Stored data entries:
====================

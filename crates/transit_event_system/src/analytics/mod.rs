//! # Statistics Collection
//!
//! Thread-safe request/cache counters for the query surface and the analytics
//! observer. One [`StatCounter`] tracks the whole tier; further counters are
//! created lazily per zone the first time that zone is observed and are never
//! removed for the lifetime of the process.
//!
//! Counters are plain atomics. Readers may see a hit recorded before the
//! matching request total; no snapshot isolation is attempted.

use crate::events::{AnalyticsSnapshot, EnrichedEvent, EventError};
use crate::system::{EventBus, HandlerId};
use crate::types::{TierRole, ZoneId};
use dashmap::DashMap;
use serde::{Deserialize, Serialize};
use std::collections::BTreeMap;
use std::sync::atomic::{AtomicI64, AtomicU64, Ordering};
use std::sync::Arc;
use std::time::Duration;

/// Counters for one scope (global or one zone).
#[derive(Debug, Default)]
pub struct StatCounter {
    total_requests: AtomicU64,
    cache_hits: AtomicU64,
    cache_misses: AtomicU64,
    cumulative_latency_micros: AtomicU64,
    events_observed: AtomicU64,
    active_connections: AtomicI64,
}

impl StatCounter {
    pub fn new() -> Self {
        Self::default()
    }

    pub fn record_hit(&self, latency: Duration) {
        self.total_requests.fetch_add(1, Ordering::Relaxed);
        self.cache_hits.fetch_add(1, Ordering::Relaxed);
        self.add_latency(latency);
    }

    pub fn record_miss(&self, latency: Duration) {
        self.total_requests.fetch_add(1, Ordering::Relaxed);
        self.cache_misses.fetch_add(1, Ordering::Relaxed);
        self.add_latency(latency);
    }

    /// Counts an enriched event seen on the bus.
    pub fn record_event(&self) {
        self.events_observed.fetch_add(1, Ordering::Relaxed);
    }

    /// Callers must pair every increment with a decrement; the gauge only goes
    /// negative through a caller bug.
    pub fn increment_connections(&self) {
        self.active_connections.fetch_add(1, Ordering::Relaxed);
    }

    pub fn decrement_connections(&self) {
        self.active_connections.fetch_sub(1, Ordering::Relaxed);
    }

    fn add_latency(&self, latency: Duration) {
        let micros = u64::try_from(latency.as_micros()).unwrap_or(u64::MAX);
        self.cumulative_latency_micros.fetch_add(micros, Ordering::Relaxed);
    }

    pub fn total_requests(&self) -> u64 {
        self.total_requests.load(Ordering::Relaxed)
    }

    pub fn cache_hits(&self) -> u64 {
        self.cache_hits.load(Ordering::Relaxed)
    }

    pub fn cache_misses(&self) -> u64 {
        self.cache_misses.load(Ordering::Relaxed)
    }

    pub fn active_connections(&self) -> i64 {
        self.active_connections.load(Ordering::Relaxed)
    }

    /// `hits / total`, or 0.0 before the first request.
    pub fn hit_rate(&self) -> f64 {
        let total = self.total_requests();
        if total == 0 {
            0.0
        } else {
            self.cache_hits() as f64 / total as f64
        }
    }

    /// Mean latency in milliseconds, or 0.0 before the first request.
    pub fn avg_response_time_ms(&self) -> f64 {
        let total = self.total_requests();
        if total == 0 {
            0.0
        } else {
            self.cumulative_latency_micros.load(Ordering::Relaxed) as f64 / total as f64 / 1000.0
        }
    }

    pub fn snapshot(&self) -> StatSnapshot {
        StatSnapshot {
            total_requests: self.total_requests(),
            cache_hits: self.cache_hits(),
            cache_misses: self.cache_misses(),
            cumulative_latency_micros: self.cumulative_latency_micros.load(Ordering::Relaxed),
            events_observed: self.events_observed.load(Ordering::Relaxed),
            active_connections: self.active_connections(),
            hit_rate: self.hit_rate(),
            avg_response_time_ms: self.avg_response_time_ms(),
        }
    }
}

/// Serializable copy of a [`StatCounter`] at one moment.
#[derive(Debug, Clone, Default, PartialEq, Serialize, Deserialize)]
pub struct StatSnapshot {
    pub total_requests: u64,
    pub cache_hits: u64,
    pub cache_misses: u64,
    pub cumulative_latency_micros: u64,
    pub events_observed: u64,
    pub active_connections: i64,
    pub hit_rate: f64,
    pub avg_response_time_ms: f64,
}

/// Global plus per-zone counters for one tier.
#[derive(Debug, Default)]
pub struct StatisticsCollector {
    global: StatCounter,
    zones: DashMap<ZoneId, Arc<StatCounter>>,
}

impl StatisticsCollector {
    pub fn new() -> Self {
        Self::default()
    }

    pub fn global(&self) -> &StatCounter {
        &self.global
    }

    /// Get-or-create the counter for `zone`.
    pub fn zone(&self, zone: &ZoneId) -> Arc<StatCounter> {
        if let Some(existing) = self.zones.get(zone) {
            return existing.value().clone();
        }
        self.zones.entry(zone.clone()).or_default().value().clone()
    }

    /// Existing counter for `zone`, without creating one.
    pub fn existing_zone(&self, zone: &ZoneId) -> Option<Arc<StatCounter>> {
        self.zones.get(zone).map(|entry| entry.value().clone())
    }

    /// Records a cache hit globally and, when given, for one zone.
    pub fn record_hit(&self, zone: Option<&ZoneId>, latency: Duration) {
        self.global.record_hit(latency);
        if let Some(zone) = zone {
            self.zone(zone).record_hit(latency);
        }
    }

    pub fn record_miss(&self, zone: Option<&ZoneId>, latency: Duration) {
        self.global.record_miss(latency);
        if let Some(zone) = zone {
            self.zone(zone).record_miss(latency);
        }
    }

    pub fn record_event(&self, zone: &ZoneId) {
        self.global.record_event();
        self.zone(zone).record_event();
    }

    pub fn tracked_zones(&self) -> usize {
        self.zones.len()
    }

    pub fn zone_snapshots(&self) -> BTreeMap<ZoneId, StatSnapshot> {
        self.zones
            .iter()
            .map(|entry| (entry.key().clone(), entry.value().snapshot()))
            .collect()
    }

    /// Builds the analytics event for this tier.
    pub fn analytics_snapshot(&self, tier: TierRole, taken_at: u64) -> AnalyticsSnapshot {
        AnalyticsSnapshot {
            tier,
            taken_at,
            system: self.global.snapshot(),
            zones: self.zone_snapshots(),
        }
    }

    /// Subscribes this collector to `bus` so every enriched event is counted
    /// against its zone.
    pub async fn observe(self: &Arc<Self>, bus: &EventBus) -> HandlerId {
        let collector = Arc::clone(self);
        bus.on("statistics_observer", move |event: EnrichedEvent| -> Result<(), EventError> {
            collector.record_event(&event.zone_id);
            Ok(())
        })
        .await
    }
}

====================

• **YOUR ASSIGNMENT**
Reproduce the entries above in full and exactly.

• **SOLVED PROBLEM**
filename crates/transit_event_system/src/analytics/mod.rs
//! # Statistics Collection
//!
//! Thread-safe request/cache counters for the query surface and the analytics
//! observer. One [`StatCounter`] tracks the whole tier; further counters are
//! created lazily per zone the first time that zone is observed and are never
//! removed for the lifetime of the process.
//!
//! Counters are plain atomics. Readers may see a hit recorded before the
//! matching request total; no snapshot isolation is attempted.

use crate::events::{AnalyticsSnapshot, EnrichedEvent, EventError};
use crate::system::{EventBus, HandlerId};
use crate::types::{TierRole, ZoneId};
use dashmap::DashMap;
use serde::{Deserialize, Serialize};
use std::collections::BTreeMap;
use std::sync::atomic::{AtomicI64, AtomicU64, Ordering};
use std::sync::Arc;
use std::time::Duration;

/// Counters for one scope (global or one zone).
#[derive(Debug, Default)]
pub struct StatCounter {
    total_requests: AtomicU64,
    cache_hits: AtomicU64,
    cache_misses: AtomicU64,
    cumulative_latency_micros: AtomicU64,
    events_observed: AtomicU64,
    active_connections: AtomicI64,
}

impl StatCounter {
    pub fn new() -> Self {
        Self::default()
    }

    pub fn record_hit(&self, latency: Duration) {
        self.total_requests.fetch_add(1, Ordering::Relaxed);
        self.cache_hits.fetch_add(1, Ordering::Relaxed);
        self.add_latency(latency);
    }

    pub fn record_miss(&self, latency: Duration) {
        self.total_requests.fetch_add(1, Ordering::Relaxed);
        self.cache_misses.fetch_add(1, Ordering::Relaxed);
        self.add_latency(latency);
    }

    /// Counts an enriched event seen on the bus.
    pub fn record_event(&self) {
        self.events_observed.fetch_add(1, Ordering::Relaxed);
    }

    /// Callers must pair every increment with a decrement; the gauge only goes
    /// negative through a caller bug.
    pub fn increment_connections(&self) {
        self.active_connections.fetch_add(1, Ordering::Relaxed);
    }

    pub fn decrement_connections(&self) {
        self.active_connections.fetch_sub(1, Ordering::Relaxed);
    }

    fn add_latency(&self, latency: Duration) {
        let micros = u64::try_from(latency.as_micros()).unwrap_or(u64::MAX);
        self.cumulative_latency_micros.fetch_add(micros, Ordering::Relaxed);
    }

    pub fn total_requests(&self) -> u64 {
        self.total_requests.load(Ordering::Relaxed)
    }

    pub fn cache_hits(&self) -> u64 {
        self.cache_hits.load(Ordering::Relaxed)
    }

    pub fn cache_misses(&self) -> u64 {
        self.cache_misses.load(Ordering::Relaxed)
    }

    pub fn active_connections(&self) -> i64 {
        self.active_connections.load(Ordering::Relaxed)
    }

    /// `hits / total`, or 0.0 before the first request.
    pub fn hit_rate(&self) -> f64 {
        let total = self.total_requests();
        if total == 0 {
            0.0
        } else {
            self.cache_hits() as f64 / total as f64
        }
    }

    /// Mean latency in milliseconds, or 0.0 before the first request.
    pub fn avg_response_time_ms(&self) -> f64 {
        let total = self.total_requests();
        if total == 0 {
            0.0
        } else {
            self.cumulative_latency_micros.load(Ordering::Relaxed) as f64 / total as f64 / 1000.0
        }
    }

    pub fn snapshot(&self) -> StatSnapshot {
        StatSnapshot {
            total_requests: self.total_requests(),
            cache_hits: self.cache_hits(),
            cache_misses: self.cache_misses(),
            cumulative_latency_micros: self.cumulative_latency_micros.load(Ordering::Relaxed),
            events_observed: self.events_observed.load(Ordering::Relaxed),
            active_connections: self.active_connections(),
            hit_rate: self.hit_rate(),
            avg_response_time_ms: self.avg_response_time_ms(),
        }
    }
}

/// Serializable copy of a [`StatCounter`] at one moment.
#[derive(Debug, Clone, Default, PartialEq, Serialize, Deserialize)]
pub struct StatSnapshot {
    pub total_requests: u64,
    pub cache_hits: u64,
    pub cache_misses: u64,
    pub cumulative_latency_micros: u64,
    pub events_observed: u64,
    pub active_connections: i64,
    pub hit_rate: f64,
    pub avg_response_time_ms: f64,
}

/// Global plus per-zone counters for one tier.
#[derive(Debug, Default)]
pub struct StatisticsCollector {
    global: StatCounter,
    zones: DashMap<ZoneId, Arc<StatCounter>>,
}

impl StatisticsCollector {
    pub fn new() -> Self {
        Self::default()
    }

    pub fn global(&self) -> &StatCounter {
        &self.global
    }

    /// Get-or-create the counter for `zone`.
    pub fn zone(&self, zone: &ZoneId) -> Arc<StatCounter> {
        if let Some(existing) = self.zones.get(zone) {
            return existing.value().clone();
        }
        self.zones.entry(zone.clone()).or_default().value().clone()
    }

    /// Existing counter for `zone`, without creating one.
    pub fn existing_zone(&self, zone: &ZoneId) -> Option<Arc<StatCounter>> {
        self.zones.get(zone).map(|entry| entry.value().clone())
    }

    /// Records a cache hit globally and, when given, for one zone.
    pub fn record_hit(&self, zone: Option<&ZoneId>, latency: Duration) {
        self.global.record_hit(latency);
        if let Some(zone) = zone {
            self.zone(zone).record_hit(latency);
        }
    }

    pub fn record_miss(&self, zone: Option<&ZoneId>, latency: Duration) {
        self.global.record_miss(latency);
        if let Some(zone) = zone {
            self.zone(zone).record_miss(latency);
        }
    }

    pub fn record_event(&self, zone: &ZoneId) {
        self.global.record_event();
        self.zone(zone).record_event();
    }

    pub fn tracked_zones(&self) -> usize {
        self.zones.len()
    }

    pub fn zone_snapshots(&self) -> BTreeMap<ZoneId, StatSnapshot> {
        self.zones
            .iter()
            .map(|entry| (entry.key().clone(), entry.value().snapshot()))
            .collect()
    }

    /// Builds the analytics event for this tier.
    pub fn analytics_snapshot(&self, tier: TierRole, taken_at: u64) -> AnalyticsSnapshot {
        AnalyticsSnapshot {
            tier,
            taken_at,
            system: self.global.snapshot(),
            zones: self.zone_snapshots(),
        }
    }

    /// Subscribes this collector to `bus` so every enriched event is counted
    /// against its zone.
    pub async fn observe(self: &Arc<Self>, bus: &EventBus) -> HandlerId {
        let collector = Arc::clone(self);
        bus.on("statistics_observer", move |event: EnrichedEvent| -> Result<(), EventError> {
            collector.record_event(&event.zone_id);
            Ok(())
        })
        .await
    }
}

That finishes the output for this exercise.